A second trader had the bonds going out 3/8 point lower on the day at 99 5/8 bid, on volume of over $14 million.

The Omaha-based communications services company had priced its $400 million drive-by issue at par on Thursday.

Wednesday’s issues stay busy

Traders saw continued strong volume in the new deals which had come to market on Wednesday, but all at somewhat lower levels.

One saw Dell’s 5 7/8% notes due 2021 down ½ point at 100¼ bid, with over $44 million traded, while its 7 1/8% notes due 2024 had dropped 1¼ points to 100 7/8bid on, with over $32 million of volume.

DISH Network’s new 7¾% notes due 2026 were seen little changed at 100¼ bid on $36 million of turnover.

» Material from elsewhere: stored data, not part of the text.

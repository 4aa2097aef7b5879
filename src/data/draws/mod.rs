pub mod api_version;
pub mod cache_file;
pub mod cache_version;
pub mod normalize;
pub mod socrata_client;

use anyhow::{Result, anyhow};
use async_trait::async_trait;

use crate::models::DrawHistory;

#[async_trait]
pub trait CreateDrawData {
    // Either produce a draw table OR return an anyhow::Error
    async fn create_draw_data(&self) -> Result<DrawHistory>;

    /// A unique identifier for this implementation (so that afterwards we know which one we used).
    fn signature(&self) -> &'static str;
}

pub async fn get_draw_data_async(
    implementations: &[Box<dyn CreateDrawData>],
) -> Result<(DrawHistory, &'static str)> {
    for imp in implementations {
        match imp.create_draw_data().await {
            Ok(data) => {
                let signature = imp.signature();
                return Ok((data, signature));
            }
            Err(e) => {
                log::info!("Draw data source {} failed: {:#}", imp.signature(), e);
                // Continue to the next implementation
            }
        }
    }
    Err(anyhow!("All draw data sources failed"))
}
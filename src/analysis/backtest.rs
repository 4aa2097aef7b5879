use std::cmp::Reverse;
use std::collections::HashMap;

use chrono::{Days, NaiveDate};
use rayon::prelude::*;
use strum_macros::{Display, EnumString};

use crate::domain::{Combo, DrawRow};
use crate::models::DrawHistory;

/// Prediction heuristics for the backtest.
///
/// Lottery draws are independent, so neither method has any predictive
/// validity; the backtest exists to illustrate how little frequency skew
/// buys you, not to be optimized.
#[derive(Debug, Clone, Copy, PartialEq, Eq, Display, EnumString)]
#[strum(ascii_case_insensitive)]
pub enum PredictionMethod {
    /// Most frequent combo in the lookback window, ties to the smallest combo
    MostFrequent,
    /// Modal digit per position, ties to the smallest digit
    HotDigits,
}

#[derive(Debug, Clone)]
pub struct PredictionOutcome {
    pub date: NaiveDate,
    pub predicted: Combo,
    pub actual: Combo,
    pub straight_hit: bool,
    pub box_hit: bool,
    /// Running hit rates up to and including this point, for the trend line
    pub cumulative_straight_rate: f64,
    pub cumulative_box_rate: f64,
}

#[derive(Debug, Clone)]
pub struct BacktestReport {
    pub method: PredictionMethod,
    pub window_days: u32,
    pub evaluated: usize,
    /// Draws with too little lookback data to predict
    pub skipped: usize,
    pub straight_hits: usize,
    pub box_hits: usize,
    pub outcomes: Vec<PredictionOutcome>,
}

impl BacktestReport {
    pub fn straight_rate(&self) -> f64 {
        rate(self.straight_hits, self.evaluated)
    }

    pub fn box_rate(&self) -> f64 {
        rate(self.box_hits, self.evaluated)
    }
}

#[derive(Debug, Clone)]
pub enum Backtest {
    Report(BacktestReport),
    InsufficientData { have: usize, need: usize },
}

/// Walk the history chronologically; for every draw with at least
/// `min_draws` draws inside the preceding `window_days`, predict and score.
pub fn backtest(
    history: &DrawHistory,
    window_days: u32,
    method: PredictionMethod,
    min_draws: usize,
) -> Backtest {
    if history.len() < min_draws {
        return Backtest::InsufficientData {
            have: history.len(),
            need: min_draws,
        };
    }

    let mut rows = history.rows.clone();
    rows.sort_by_key(|r| (r.date, r.session));

    // The window search per draw is independent, so evaluate in parallel
    // and stitch the cumulative trend together afterwards.
    let predictions: Vec<Option<(usize, Combo)>> = (0..rows.len())
        .into_par_iter()
        .map(|i| {
            let cutoff = rows[i].date.checked_sub_days(Days::new(u64::from(window_days)))?;
            let start = rows[..i].partition_point(|r| r.date < cutoff);
            let window = &rows[start..i];
            if window.is_empty() || window.len() < min_draws {
                return None;
            }
            Some((i, predict(window, method)))
        })
        .collect();

    let mut outcomes = Vec::new();
    let mut straight_hits = 0usize;
    let mut box_hits = 0usize;
    for (i, predicted) in predictions.into_iter().flatten() {
        let actual = rows[i].combo;
        let straight_hit = predicted == actual;
        let box_hit = predicted.is_box_match(&actual);
        if straight_hit {
            straight_hits += 1;
        }
        if box_hit {
            box_hits += 1;
        }
        let evaluated_so_far = outcomes.len() + 1;
        outcomes.push(PredictionOutcome {
            date: rows[i].date,
            predicted,
            actual,
            straight_hit,
            box_hit,
            cumulative_straight_rate: rate(straight_hits, evaluated_so_far),
            cumulative_box_rate: rate(box_hits, evaluated_so_far),
        });
    }

    let evaluated = outcomes.len();
    Backtest::Report(BacktestReport {
        method,
        window_days,
        evaluated,
        skipped: rows.len() - evaluated,
        straight_hits,
        box_hits,
        outcomes,
    })
}

fn predict(window: &[DrawRow], method: PredictionMethod) -> Combo {
    match method {
        PredictionMethod::MostFrequent => {
            let mut counts: HashMap<Combo, u32> = HashMap::new();
            for row in window {
                *counts.entry(row.combo).or_insert(0) += 1;
            }
            counts
                .into_iter()
                .max_by_key(|&(combo, count)| (count, Reverse(combo)))
                .map(|(combo, _)| combo)
                .unwrap_or_else(|| Combo::from_digits([0; 4]))
        }
        PredictionMethod::HotDigits => {
            let mut counts = [[0u32; 10]; 4];
            for row in window {
                for (position, digit) in row.combo.digits().into_iter().enumerate() {
                    counts[position][usize::from(digit)] += 1;
                }
            }
            let mut digits = [0u8; 4];
            for (position, digit_counts) in counts.iter().enumerate() {
                let mut best = 0usize;
                for (digit, &count) in digit_counts.iter().enumerate() {
                    // Strict comparison keeps the smallest digit on ties
                    if count > digit_counts[best] {
                        best = digit;
                    }
                }
                digits[position] = best as u8;
            }
            Combo::from_digits(digits)
        }
    }
}

fn rate(hits: usize, evaluated: usize) -> f64 {
    if evaluated == 0 {
        0.0
    } else {
        hits as f64 / evaluated as f64
    }
}

#[cfg(test)]
mod tests {
    use super::*;
    use crate::domain::Session;

    fn row(day: u32, combo: &str) -> DrawRow {
        DrawRow::new(
            NaiveDate::from_ymd_opt(2024, 1, day).unwrap(),
            Session::Midday,
            Combo::parse(combo).unwrap(),
        )
    }

    #[test]
    fn test_most_frequent_prediction_with_tie_break() {
        // 0002 and 0001 tie at one appearance each: smallest combo wins
        let window = vec![row(1, "0002"), row(2, "0001")];
        assert_eq!(
            predict(&window, PredictionMethod::MostFrequent).to_string(),
            "0001"
        );

        // A clear majority beats the tie-break
        let window = vec![row(1, "0002"), row(2, "0002"), row(3, "0001")];
        assert_eq!(
            predict(&window, PredictionMethod::MostFrequent).to_string(),
            "0002"
        );
    }

    #[test]
    fn test_hot_digits_prediction() {
        // Positions 1-3 have clear modes; position 4 ties between 4 and 5
        // and resolves to the smaller digit
        let window = vec![row(1, "1234"), row(2, "1235")];
        assert_eq!(
            predict(&window, PredictionMethod::HotDigits).to_string(),
            "1234"
        );
    }

    #[test]
    fn test_insufficient_history() {
        let history = DrawHistory::new("test", 1.0, vec![row(1, "1234")]);
        match backtest(&history, 30, PredictionMethod::MostFrequent, 10) {
            Backtest::InsufficientData { have, need } => {
                assert_eq!(have, 1);
                assert_eq!(need, 10);
            }
            Backtest::Report(_) => panic!("expected insufficient data"),
        }
    }

    #[test]
    fn test_backtest_scores_hits_and_trend() {
        // Window of one day, minimum one draw: each prediction is simply
        // the previous day's combo
        let history = DrawHistory::new(
            "test",
            1.0,
            vec![
                row(1, "1234"),
                row(2, "1234"), // predicted 1234 -> straight hit
                row(3, "4321"), // predicted 1234 -> box hit only
                row(4, "5678"), // predicted 4321 -> miss
            ],
        );
        match backtest(&history, 1, PredictionMethod::MostFrequent, 1) {
            Backtest::Report(report) => {
                assert_eq!(report.evaluated, 3);
                assert_eq!(report.skipped, 1);
                assert_eq!(report.straight_hits, 1);
                assert_eq!(report.box_hits, 2);

                let last = report.outcomes.last().unwrap();
                assert!((last.cumulative_straight_rate - 1.0 / 3.0).abs() < 1e-9);
                assert!((last.cumulative_box_rate - 2.0 / 3.0).abs() < 1e-9);
            }
            Backtest::InsufficientData { .. } => panic!("expected a report"),
        }
    }

    #[test]
    fn test_window_excludes_rows_older_than_cutoff() {
        // Day 20 looks back 1 day: only day 19 is in range, so the stale
        // day-1 combo cannot be predicted
        let history = DrawHistory::new(
            "test",
            1.0,
            vec![row(1, "9999"), row(19, "1111"), row(20, "2222")],
        );
        match backtest(&history, 1, PredictionMethod::MostFrequent, 1) {
            Backtest::Report(report) => {
                assert_eq!(report.evaluated, 1);
                assert_eq!(report.outcomes[0].predicted.to_string(), "1111");
            }
            Backtest::InsufficientData { .. } => panic!("expected a report"),
        }
    }
}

Cheniere Energy Partners’ 5 7/8% notes due 2026 eased by around 1/8 point on the day to end at 100 5/16 bid, with over $30 million traded.

Indicators turn lower

Statistical market performance measures turned lower on Friday after having been mixed on Thursday.

But they were higher across the board versus where they had ended last week, their second higher week in the last three.

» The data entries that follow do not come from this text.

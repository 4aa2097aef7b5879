use chrono::{DateTime, Local, NaiveDate};

/// Date format used for display and CSV output.
pub const STANDARD_DATE_FORMAT: &str = "%Y-%m-%d";

/// Parse a Socrata draw date into a calendar date.
///
/// The dataset serves floating timestamps such as `2024-01-01T00:00:00.000`;
/// only the date part is meaningful for a twice-daily drawing, so anything
/// after a `T` is ignored.
pub fn parse_draw_date(raw: &str) -> Option<NaiveDate> {
    let date_part = raw.trim().split('T').next().unwrap_or("");
    NaiveDate::parse_from_str(date_part, STANDARD_DATE_FORMAT).ok()
}

pub fn epoch_sec_to_utc(epoch_sec: i64) -> String {
    // Used for display purposes
    match DateTime::from_timestamp(epoch_sec, 0) {
        Some(dt) => dt.format(STANDARD_DATE_FORMAT).to_string(),
        None => String::new(),
    }
}

pub fn local_now_as_timestamp_ms() -> i64 {
    let now_local = Local::now();
    now_local.timestamp_millis()
}

pub fn how_many_seconds_ago(past_timestamp_ms: i64) -> i64 {
    // How many seconds ago was the event described by `past_timestamp_ms` ?
    let now_timestamp_ms = local_now_as_timestamp_ms();
    (now_timestamp_ms - past_timestamp_ms) / 1000
}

The KDP High Yield Daily Index lost 8 basis points on the session, ending at 68.11, versus Thursday’s 7 bps gain.

Its yield widened by 4 bps to 5.98%, after having come in by 3 bps on Thursday.

However, its levels compared favorably with a 67.46 index reading and 6.15% yield seen last Friday.

The Markit Series 26 CDX North American High Yield Index lost 7/16 point on Friday to close at 102¾ bid, 102 13/16 offered, after dropping 13/32 point on Thursday.

However, on the week, it firmed from last Friday’s 102 21/32 bid, 102 11/16 offered finish.

The Merrill Lynch North American High Yield Master II Index was down by 0.263% on Friday, after having eased by 0.01% on Thursday.

That dropped its year-to-date return to 9.134% from Thursday’s 9.422%, which in turn was down from Wednesday’s 9.433%, which had been a fourth straight new peak level for the year so far.

Wednesday had marked the first time this year that the year-to-date return had closed above 9.00%.

And it was also the index’s highest year-to-date closing level since Dec. 31, 2012, when it had finished out that year with a 15.583% return.

For the week, the index gained 0.873%, its fifth consecutive weekly advance. It had risen by 0.166% last week.